▶ ACTIVITY: Locate every line in the records below that holds the word "Course" and return each one.

*** DATA ***

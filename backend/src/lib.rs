//! # Attendance Tracker Backend
//!
//! Domain logic, persistence and reporting for a class attendance register.
//!
//! A host (desktop shell, web view bridge, CLI) loads a [`Tracker`] over a
//! storage backend, renders its state, and turns operator actions into
//! [`Command`]s:
//!
//! ```no_run
//! use attendance_tracker::{Command, Tracker};
//! use attendance_tracker::storage::{ClassRepository, FileStore};
//!
//! # fn main() -> anyhow::Result<()> {
//! attendance_tracker::logging::init_logging();
//! let data_dir = attendance_tracker::config::default_data_directory()?;
//! let mut tracker = Tracker::load(ClassRepository::new(FileStore::new(&data_dir)?));
//! tracker.dispatch(Command::CreateClass { name: "Level 1 Evening".to_string() })?;
//! # Ok(())
//! # }
//! ```
//!
//! ## Layers
//!
//! - **domain**: pure operations on classes, rosters and attendance marks
//! - **storage**: key-value persistence of the class list and selection
//! - **app**: the state container tying the two together
//! - **config** / **logging**: data directory, report branding and logger setup

pub mod app;
pub mod config;
pub mod domain;
pub mod logging;
pub mod storage;

#[cfg(test)]
mod test_utils;

pub use app::{Outcome, Tracker, TrackerState, Transition};
pub use config::TrackerConfig;
pub use domain::{Command, DomainError, ExportService, ReportExport, ReportKind};
//! # Storage Module
//!
//! Persistence for the tracker's class data.
//!
//! Data is kept as JSON strings under two fixed keys in a key-value store.
//! The store is a trait so the same repository works over files on disk or
//! an in-process map in tests.
//!
//! ## Key Responsibilities
//!
//! - **Key-Value Abstraction**: `KeyValueStore` with get/set/remove
//! - **File Storage**: One JSON file per key, written atomically
//! - **Class Repository**: Typed load/save of the class list and selection

pub mod class_repository;
pub mod file_store;
pub mod memory_store;
pub mod traits;

pub use class_repository::{ClassRepository, CLASSES_KEY, SELECTED_CLASS_KEY};
pub use file_store::FileStore;
pub use memory_store::MemoryStore;
pub use traits::KeyValueStore;
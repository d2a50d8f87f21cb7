//! Typed access to the stored class list and class selection.

use anyhow::{Context, Result};
use log::{debug, info};

use shared::ClassInfo;

use super::traits::KeyValueStore;

/// JSON array of every class
pub const CLASSES_KEY: &str = "princeton-classes";
/// JSON string holding the selected class ID, or `null`
pub const SELECTED_CLASS_KEY: &str = "princeton-selected-class";

pub struct ClassRepository<S: KeyValueStore> {
    store: S,
}

impl<S: KeyValueStore> ClassRepository<S> {
    pub fn new(store: S) -> Self {
        Self { store }
    }

    pub fn store(&self) -> &S {
        &self.store
    }

    /// Load all classes; nothing stored yet means an empty list
    pub fn load_classes(&self) -> Result<Vec<ClassInfo>> {
        match self.store.get(CLASSES_KEY)? {
            Some(json) => {
                let classes: Vec<ClassInfo> = serde_json::from_str(&json)
                    .with_context(|| format!("Failed to parse stored {}", CLASSES_KEY))?;
                info!("Loaded {} classes", classes.len());
                Ok(classes)
            }
            None => {
                debug!("No stored classes, starting empty");
                Ok(Vec::new())
            }
        }
    }

    pub fn save_classes(&self, classes: &[ClassInfo]) -> Result<()> {
        let json = serde_json::to_string_pretty(classes).context("Failed to serialize classes")?;
        self.store.set(CLASSES_KEY, &json)?;
        debug!("Saved {} classes", classes.len());
        Ok(())
    }

    pub fn load_selected_class(&self) -> Result<Option<String>> {
        match self.store.get(SELECTED_CLASS_KEY)? {
            Some(json) => serde_json::from_str(&json)
                .with_context(|| format!("Failed to parse stored {}", SELECTED_CLASS_KEY)),
            None => Ok(None),
        }
    }

    pub fn save_selected_class(&self, class_id: Option<&str>) -> Result<()> {
        let json = serde_json::to_string(&class_id).context("Failed to serialize class selection")?;
        self.store.set(SELECTED_CLASS_KEY, &json)?;
        debug!("Saved class selection: {:?}", class_id);
        Ok(())
    }

    /// Drop both keys
    pub fn clear(&self) -> Result<()> {
        self.store.remove(CLASSES_KEY)?;
        self.store.remove(SELECTED_CLASS_KEY)?;
        info!("Cleared stored classes and selection");
        Ok(())
    }
}
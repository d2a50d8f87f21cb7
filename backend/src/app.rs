//! # Tracker State Container
//!
//! `TrackerState` holds every class and the current selection. Commands are
//! applied by `TrackerState::apply`, a pure transition that returns the next
//! state without touching storage. `Tracker` owns the state together with a
//! `ClassRepository`: it installs each new state in one step and then writes
//! the keys that changed.
//!
//! Write failures are logged and otherwise ignored. The in-memory state stays
//! authoritative for the rest of the session.

use log::{error, info, warn};

use shared::{AttendanceStats, ClassInfo, ClassOverview, Student};

use crate::domain::archive::roll_over;
use crate::domain::classes::{
    create_class, delete_class, find_class, rename_class, repair_selection, update_class, update_class_info,
};
use crate::domain::commands::Command;
use crate::domain::errors::DomainError;
use crate::domain::roster::{
    add_student, delete_student, edit_student, set_fees_paid, set_permanent_absent, toggle_attendance,
    update_attendance, AttendanceUpdate,
};
use crate::domain::stats::{class_overview, class_stats};
use crate::storage::{ClassRepository, KeyValueStore};

#[derive(Debug, Clone, Default, PartialEq)]
pub struct TrackerState {
    pub classes: Vec<ClassInfo>,
    pub selected_class_id: Option<String>,
}

/// What a command produced besides the new state
#[derive(Debug, Clone, Default, PartialEq)]
pub struct Outcome {
    /// ID of a newly created class or student
    pub created_id: Option<String>,
    /// Student whose fifth absence was just recorded. The host should ask
    /// whether to send `SetPermanentAbsent`.
    pub permanent_absent_prompt: Option<String>,
    /// ID of the archive written by a month rollover
    pub archived_month_id: Option<String>,
}

#[derive(Debug, Clone, PartialEq)]
pub struct Transition {
    pub state: TrackerState,
    pub outcome: Outcome,
}

impl TrackerState {
    /// Build a state, repairing a selection that points at a missing class
    pub fn new(classes: Vec<ClassInfo>, selected_class_id: Option<String>) -> Self {
        let selected_class_id = repair_selection(&classes, selected_class_id.as_deref());
        Self { classes, selected_class_id }
    }

    pub fn selected_class(&self) -> Option<&ClassInfo> {
        self.selected_class_id
            .as_deref()
            .and_then(|id| find_class(&self.classes, id))
    }

    /// Compute the state after `command`. A rejected command returns the
    /// error and no state.
    pub fn apply(&self, command: Command) -> Result<Transition, DomainError> {
        match command {
            Command::CreateClass { name } => {
                let (classes, class_id) = create_class(&self.classes, &name)?;
                Ok(Transition {
                    state: TrackerState {
                        classes,
                        selected_class_id: Some(class_id.clone()),
                    },
                    outcome: Outcome {
                        created_id: Some(class_id),
                        ..Default::default()
                    },
                })
            }
            Command::RenameClass { class_id, name } => {
                let classes = rename_class(&self.classes, &class_id, &name)?;
                Ok(self.with_classes(classes))
            }
            Command::DeleteClass { class_id } => {
                let classes = delete_class(&self.classes, &class_id);
                let selected_class_id = repair_selection(&classes, self.selected_class_id.as_deref());
                Ok(Transition {
                    state: TrackerState { classes, selected_class_id },
                    outcome: Outcome::default(),
                })
            }
            Command::SelectClass { class_id } => {
                if let Some(ref id) = class_id {
                    if find_class(&self.classes, id).is_none() {
                        warn!("Select ignored, class not found: {}", id);
                        return Ok(self.unchanged());
                    }
                }
                Ok(Transition {
                    state: TrackerState {
                        classes: self.classes.clone(),
                        selected_class_id: class_id,
                    },
                    outcome: Outcome::default(),
                })
            }
            Command::UpdateClassInfo { class_id, update } => {
                Ok(self.with_classes(update_class_info(&self.classes, &class_id, update)))
            }
            Command::AddStudent { draft } => self.with_roster(|students| {
                let (students, student_id) = add_student(students, draft)?;
                Ok((
                    students,
                    Outcome {
                        created_id: Some(student_id),
                        ..Default::default()
                    },
                ))
            }),
            Command::EditStudent { student_id, draft } => {
                self.with_roster(|students| Ok((edit_student(students, &student_id, draft)?, Outcome::default())))
            }
            Command::DeleteStudent { student_id } => {
                self.with_roster(|students| Ok((delete_student(students, &student_id), Outcome::default())))
            }
            Command::UpdateAttendance { student_id, day, mark } => self.with_roster(|students| {
                let update = update_attendance(students, &student_id, day, mark)?;
                Ok(attendance_outcome(update, student_id))
            }),
            Command::ToggleAttendance { student_id, day } => self.with_roster(|students| {
                let update = toggle_attendance(students, &student_id, day)?;
                Ok(attendance_outcome(update, student_id))
            }),
            Command::SetFeesPaid { student_id, paid } => {
                self.with_roster(|students| Ok((set_fees_paid(students, &student_id, paid), Outcome::default())))
            }
            Command::SetPermanentAbsent { student_id, value } => self.with_roster(|students| {
                Ok((set_permanent_absent(students, &student_id, value), Outcome::default()))
            }),
            Command::StartNewMonth { next_month } => {
                let Some(class) = self.selected_class() else {
                    warn!("New month ignored, no class selected");
                    return Ok(self.unchanged());
                };

                let rolled = roll_over(class, next_month);
                let archived_month_id = rolled.archived_months.last().map(|a| a.id.clone());
                let classes = update_class(&self.classes, &class.id, |c| *c = rolled);

                Ok(Transition {
                    state: TrackerState {
                        classes,
                        selected_class_id: self.selected_class_id.clone(),
                    },
                    outcome: Outcome {
                        archived_month_id,
                        ..Default::default()
                    },
                })
            }
        }
    }

    fn unchanged(&self) -> Transition {
        Transition {
            state: self.clone(),
            outcome: Outcome::default(),
        }
    }

    fn with_classes(&self, classes: Vec<ClassInfo>) -> Transition {
        Transition {
            state: TrackerState {
                classes,
                selected_class_id: self.selected_class_id.clone(),
            },
            outcome: Outcome::default(),
        }
    }

    /// Run a roster operation against the selected class
    fn with_roster<F>(&self, operation: F) -> Result<Transition, DomainError>
    where
        F: FnOnce(&[Student]) -> Result<(Vec<Student>, Outcome), DomainError>,
    {
        let Some(class) = self.selected_class() else {
            warn!("Roster command ignored, no class selected");
            return Ok(self.unchanged());
        };

        let (students, outcome) = operation(&class.students)?;
        let classes = update_class(&self.classes, &class.id, |c| c.students = students);
        Ok(Transition {
            state: TrackerState {
                classes,
                selected_class_id: self.selected_class_id.clone(),
            },
            outcome,
        })
    }
}

fn attendance_outcome(update: AttendanceUpdate, student_id: String) -> (Vec<Student>, Outcome) {
    let permanent_absent_prompt = update.permanent_absent_prompt.then_some(student_id);
    (
        update.students,
        Outcome {
            permanent_absent_prompt,
            ..Default::default()
        },
    )
}

/// Owns the tracker state and writes it through a repository
pub struct Tracker<S: KeyValueStore> {
    state: TrackerState,
    repository: ClassRepository<S>,
}

impl<S: KeyValueStore> Tracker<S> {
    /// Load stored classes and selection. Unreadable data is logged and
    /// replaced by the empty defaults.
    pub fn load(repository: ClassRepository<S>) -> Self {
        let classes = repository.load_classes().unwrap_or_else(|e| {
            error!("Failed to load classes, starting empty: {:#}", e);
            Vec::new()
        });
        let selected = repository.load_selected_class().unwrap_or_else(|e| {
            error!("Failed to load class selection: {:#}", e);
            None
        });

        let state = TrackerState::new(classes, selected);
        info!(
            "Tracker loaded with {} classes, selected: {:?}",
            state.classes.len(),
            state.selected_class_id
        );
        Self { state, repository }
    }

    pub fn state(&self) -> &TrackerState {
        &self.state
    }

    pub fn repository(&self) -> &ClassRepository<S> {
        &self.repository
    }

    pub fn selected_class(&self) -> Option<&ClassInfo> {
        self.state.selected_class()
    }

    /// Statistics over the selected class's active students
    pub fn selected_class_stats(&self) -> Option<AttendanceStats> {
        self.selected_class().map(|class| class_stats(&class.students))
    }

    pub fn selected_class_overview(&self) -> Option<ClassOverview> {
        self.selected_class().map(class_overview)
    }

    /// Apply `command`, install the result and persist what changed
    pub fn dispatch(&mut self, command: Command) -> Result<Outcome, DomainError> {
        let Transition { state, outcome } = self.state.apply(command)?;
        let previous = std::mem::replace(&mut self.state, state);
        self.persist_changes(&previous);
        Ok(outcome)
    }

    fn persist_changes(&self, previous: &TrackerState) {
        if self.state.classes != previous.classes {
            if let Err(e) = self.repository.save_classes(&self.state.classes) {
                error!("Failed to save classes: {:#}", e);
            }
        }
        if self.state.selected_class_id != previous.selected_class_id {
            if let Err(e) = self
                .repository
                .save_selected_class(self.state.selected_class_id.as_deref())
            {
                error!("Failed to save class selection: {:#}", e);
            }
        }
    }
}
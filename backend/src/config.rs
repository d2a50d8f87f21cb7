//! # Tracker Configuration
//!
//! Settings live in a single YAML file, `tracker_config.yaml`, at the root of
//! the data directory:
//!
//! ```yaml
//! institute_name: "PRINCETON Course Attendance System"
//! administrator: "Aziz Ahmad"
//! developer: "Mosa Khan"
//! data_format_version: "1.0"
//! ```
//!
//! The data directory itself is resolved before the file can be read: an
//! `ATTENDANCE_TRACKER_DATA_DIR` environment override wins, then a
//! `.attendance_redirect` file in the default location, then
//! `~/Documents/Attendance Tracker`.

use anyhow::{Context, Result};
use log::{debug, error, info, warn};
use serde::{Deserialize, Serialize};
use std::fs;
use std::path::{Path, PathBuf};

pub const CONFIG_FILE_NAME: &str = "tracker_config.yaml";
pub const DATA_DIR_ENV: &str = "ATTENDANCE_TRACKER_DATA_DIR";
pub const REDIRECT_FILE_NAME: &str = ".attendance_redirect";
const DEFAULT_DIRECTORY_NAME: &str = "Attendance Tracker";

#[derive(Debug, Clone, PartialEq, Serialize, Deserialize)]
#[serde(default)]
pub struct TrackerConfig {
    /// Title printed at the top of every report
    pub institute_name: String,
    pub administrator: String,
    pub developer: String,
    /// Data format version for future migrations
    pub data_format_version: String,
}

impl Default for TrackerConfig {
    fn default() -> Self {
        Self {
            institute_name: "PRINCETON Course Attendance System".to_string(),
            administrator: "Aziz Ahmad".to_string(),
            developer: "Mosa Khan".to_string(),
            data_format_version: "1.0".to_string(),
        }
    }
}

impl TrackerConfig {
    /// Load the config from `data_directory`, falling back to defaults when
    /// the file has not been written yet
    pub fn load(data_directory: &Path) -> Result<Self> {
        let path = data_directory.join(CONFIG_FILE_NAME);
        if !path.exists() {
            debug!("No config at {:?}, using defaults", path);
            return Ok(Self::default());
        }

        let yaml_content = fs::read_to_string(&path)
            .with_context(|| format!("Failed to read config file {:?}", path))?;
        let config: TrackerConfig = serde_yaml::from_str(&yaml_content)
            .with_context(|| format!("Failed to parse config file {:?}", path))?;
        info!("Loaded tracker config from {:?}", path);
        Ok(config)
    }

    /// Write the config into `data_directory`
    pub fn save(&self, data_directory: &Path) -> Result<()> {
        if !data_directory.exists() {
            fs::create_dir_all(data_directory)?;
            info!("Created data directory: {:?}", data_directory);
        }

        let path = data_directory.join(CONFIG_FILE_NAME);
        let yaml_content = serde_yaml::to_string(self)?;

        // Atomic write using temp file
        let temp_path = path.with_extension("tmp");
        fs::write(&temp_path, yaml_content)?;
        fs::rename(&temp_path, &path)?;

        debug!("Saved tracker config to {:?}", path);
        Ok(())
    }
}

/// Resolve where class data is kept
pub fn default_data_directory() -> Result<PathBuf> {
    if let Ok(dir) = std::env::var(DATA_DIR_ENV) {
        if !dir.trim().is_empty() {
            info!("Using data directory from {}: {}", DATA_DIR_ENV, dir);
            return Ok(PathBuf::from(dir.trim()));
        }
    }

    let documents_dir = dirs::document_dir()
        .or_else(|| dirs::home_dir().map(|home| home.join("Documents")))
        .ok_or_else(|| anyhow::anyhow!("Could not determine home directory"))?;

    Ok(resolve_redirect(documents_dir.join(DEFAULT_DIRECTORY_NAME)))
}

/// Follow a redirect file in `default_dir` if it names an existing directory
pub fn resolve_redirect(default_dir: PathBuf) -> PathBuf {
    let redirect_file = default_dir.join(REDIRECT_FILE_NAME);
    if !redirect_file.exists() {
        return default_dir;
    }

    match fs::read_to_string(&redirect_file) {
        Ok(redirected_path) => {
            let path = PathBuf::from(redirected_path.trim());
            if path.exists() {
                info!("Found redirect file, using data directory: {}", path.display());
                path
            } else {
                warn!(
                    "Redirect file points to non-existent directory: {}. Using default.",
                    path.display()
                );
                default_dir
            }
        }
        Err(e) => {
            error!("Failed to read redirect file: {}. Using default directory.", e);
            default_dir
        }
    }
}
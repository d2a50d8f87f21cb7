//! Month archival and rollover.
//!
//! A rollover is computed as one complete replacement `ClassInfo`: the
//! snapshot is appended, the roster is reset, the month label advanced and
//! the dates cleared. Callers install the returned value in a single step.

use chrono::{DateTime, Utc};
use log::info;

use shared::{ArchivedMonth, ClassInfo, Month, Student};

/// Snapshot the class's current month, stamped with the current time
pub fn create_archived_month(class: &ClassInfo) -> ArchivedMonth {
    create_archived_month_at(class, Utc::now())
}

/// Snapshot the class's current month.
///
/// Every student is copied through `Student::deep_copy`, so the archive
/// shares nothing with the live roster.
pub fn create_archived_month_at(class: &ClassInfo, now: DateTime<Utc>) -> ArchivedMonth {
    let students: Vec<Student> = class.students.iter().map(Student::deep_copy).collect();
    let permanent_absent_list: Vec<Student> = class
        .students
        .iter()
        .filter(|s| s.is_permanent_absent)
        .map(Student::deep_copy)
        .collect();
    let total_students = class.students.iter().filter(|s| s.is_active()).count();

    ArchivedMonth {
        id: ArchivedMonth::generate_id(now.timestamp_millis() as u64),
        month: class.month,
        start_date_afghan: class.start_date_afghan.clone(),
        start_date_gregorian: class.start_date_gregorian.clone(),
        end_date_afghan: class.end_date_afghan.clone(),
        end_date_gregorian: class.end_date_gregorian.clone(),
        start_time: class.start_time.clone(),
        end_time: class.end_time.clone(),
        speaking_teacher: class.speaking_teacher.clone(),
        grammar_teacher: class.grammar_teacher.clone(),
        students,
        archived_at: now.to_rfc3339(),
        total_students,
        permanent_absent_list,
    }
}

/// Clear attendance, fee and permanent-absence state for every student.
/// Identity and profile fields are kept as they are.
pub fn reset_for_new_month(students: &[Student]) -> Vec<Student> {
    students
        .iter()
        .map(|student| Student {
            attendance: Default::default(),
            fees_paid: false,
            is_permanent_absent: false,
            ..student.deep_copy()
        })
        .collect()
}

/// Suggested label for the next month
pub fn default_next_month(class: &ClassInfo) -> Month {
    class.month.next()
}

/// Archive the current month and start `next_month`
pub fn roll_over(class: &ClassInfo, next_month: Month) -> ClassInfo {
    roll_over_at(class, next_month, Utc::now())
}

pub fn roll_over_at(class: &ClassInfo, next_month: Month, now: DateTime<Utc>) -> ClassInfo {
    let archive = create_archived_month_at(class, now);
    let students = reset_for_new_month(&class.students);

    info!(
        "Rolling class {} over from {} to {} ({} active students archived)",
        class.id, class.month, next_month, archive.total_students
    );

    let mut archived_months = class.archived_months.clone();
    archived_months.push(archive);

    ClassInfo {
        month: next_month,
        start_date_afghan: String::new(),
        start_date_gregorian: String::new(),
        end_date_afghan: String::new(),
        end_date_gregorian: String::new(),
        students,
        archived_months,
        ..class.clone()
    }
}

*** End of DATA ***

▶ COMPLETED EXERCISE:
//! institute_name: "PRINCETON Course Attendance System"
            institute_name: "PRINCETON Course Attendance System".to_string(),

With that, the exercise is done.